This is an admirable use of mathematics but is not quite right.

Because the more important probability is the stat. of how likely the falling stone misses all the drop zones and fails to form a line.

So we know the probability of the first new point not having a made a line : 99% . But this now with four zones, this leaves a more crowded splash zone for our second new stone (the 5th stone) to land in : it needs to avoid three new splash zones and so this happens only 97% of the time).

Now the game was over if the first new stone aligned up, so for the purpose of our second (no.4) stone we can calculate that there will still be no lines when both the first stone missed (99% chance) AND the second one flunked it (97%). This gives us an incidence of 0.99 x 0.97 or 96.04% of the time.

Or if we turn it round, four random points will make a line only 3.96% of the time. (Incidentally, if you are trying this at home and your four magic beans all align in perfect four point line then don’t be too freaked out – this happens one time in 10,000. Do take a photo though).

Now this 3.96% may look like a trivial distinction from the earlier calculation of 4%.

But what we find when we think about it is that the more and more stones arrive the more crowded it is and the harder each one has to try (excuse me assigning “agency” to them here) to find triangular shapes with ALL the other stones. (The same maths as “Not having the same birthdays in class” applies here).

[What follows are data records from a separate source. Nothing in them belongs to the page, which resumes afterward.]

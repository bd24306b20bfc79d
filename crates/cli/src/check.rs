use std::fmt::Write;

use console::style;

use crate::{
    Context,
    manifest::{LoadManifestError, Manifest},
};

#[derive(Debug, Clone, PartialEq, clap::Args)]
pub struct CheckCommand {}

impl CheckCommand {
    pub fn execute(&self, ctx: &Context) -> Result<(), String> {
        // Load again so a manifest that failed to parse fails the check
        let manifest = match Manifest::load(&ctx.manifest_path) {
            Ok(manifest) => manifest,
            Err(LoadManifestError::FileNotFound(path)) => {
                println!(
                    "{} {} not found, checking the default configuration",
                    style("Note:").yellow(),
                    path.display()
                );
                Manifest::default()
            }
            Err(e) => return Err(e.to_string()),
        };

        manifest.validate().map_err(|e| e.to_string())?;

        print!("{}", describe(&manifest));
        println!("{}", style("✓ Configuration is valid").green());
        Ok(())
    }
}

/// Human-readable summary of the effective configuration.
fn describe(manifest: &Manifest) -> String {
    let options = manifest.server_options();
    let streaming = &options.streaming;
    let mut out = String::new();

    let _ = writeln!(out, "{}", style("Server").dim());
    let _ = writeln!(out, "  listen         {}:{}", options.host, options.port);
    let _ = writeln!(out, "  output buffer  {}", options.output_buffer);

    let _ = writeln!(out, "{}", style("Streaming").dim());
    let _ = writeln!(out, "  batch limit    {}", streaming.batch_limit);
    let _ = writeln!(out, "  flush timeout  {:?}", streaming.flush_timeout);
    let _ = writeln!(out, "  fetch limit    {}", streaming.fetch_limit);
    let _ = writeln!(out, "  idle backoff   {:?}", streaming.idle_backoff);
    let _ = writeln!(out, "  poll interval  {:?}", streaming.poll_interval);
    let _ = writeln!(out, "  throttle pause {:?}", streaming.throttle_backoff);

    let log = &manifest.log;
    let _ = writeln!(out, "{}", style("Log").dim());
    let _ = writeln!(
        out,
        "  retention      {}",
        log.retention_records
            .map(|n| format!("{} records per shard", n))
            .unwrap_or_else(|| "unbounded".to_string())
    );
    let _ = writeln!(
        out,
        "  fetch limit    {}",
        log.fetch_rate_limit
            .map(|n| format!("{} per shard per second", n))
            .unwrap_or_else(|| "unlimited".to_string())
    );
    let _ = writeln!(out, "  iterator ttl   {}s", log.iterator_ttl_secs);

    let _ = writeln!(out, "{}", style("Streams").dim());
    if manifest.streams.is_empty() {
        let _ = writeln!(out, "  (none)");
    }
    for (name, stream) in &manifest.streams {
        let _ = writeln!(out, "  {:<14} {} shards", name, stream.shards);
    }
    out
}

#[cfg(test)]
mod tests {
    use std::{fs, path::Path};

    use tempfile::TempDir;

    use super::*;
    use crate::manifest::{MANIFEST_FILE_NAME, StreamConfig};

    fn context(path: &Path) -> Context {
        Context {
            manifest_path: path.to_path_buf(),
            manifest: Manifest::default(),
        }
    }

    #[test]
    fn test_check_manifest_files() {
        let temp_dir = TempDir::new().unwrap();
        let path = temp_dir.path().join(MANIFEST_FILE_NAME);
        let cmd = CheckCommand {};

        // Missing manifest checks the defaults
        assert!(cmd.execute(&context(&path)).is_ok());

        fs::write(&path, "streams:\n  orders:\n    shards: 2\n").unwrap();
        assert!(cmd.execute(&context(&path)).is_ok());

        fs::write(&path, "streams:\n  orders:\n    shards: 0\n").unwrap();
        let err = cmd.execute(&context(&path)).unwrap_err();
        assert!(err.contains("orders"));

        fs::write(&path, "streams: [").unwrap();
        assert!(cmd.execute(&context(&path)).unwrap_err().contains("Failed to parse"));
    }

    #[test]
    fn test_describe_lists_streams_in_order() {
        let mut manifest = Manifest::default();
        manifest
            .streams
            .insert("orders".to_string(), StreamConfig { shards: 4 });
        manifest
            .streams
            .insert("audit".to_string(), StreamConfig { shards: 1 });

        let summary = describe(&manifest);
        assert!(summary.contains("127.0.0.1:8080"));
        assert!(summary.contains("unbounded"));

        let orders = summary.find("orders").unwrap();
        let audit = summary.find("audit").unwrap();
        assert!(orders < audit);
        assert!(summary.contains("4 shards"));
    }

    #[test]
    fn test_describe_without_streams() {
        let summary = describe(&Manifest::default());
        assert!(summary.contains("(none)"));
    }
}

After a while there aren’t enough empty spaces to land in.

This is a bit like trying to find a place to put your towel on a crowded South of France beach. At first it is really easy. Then as the beach fills up you have to boldly insert yourself between families. But at some point, you have to decide if placing your self in a gap that would leave you 10cm away from the topless beauty next door is acceptable.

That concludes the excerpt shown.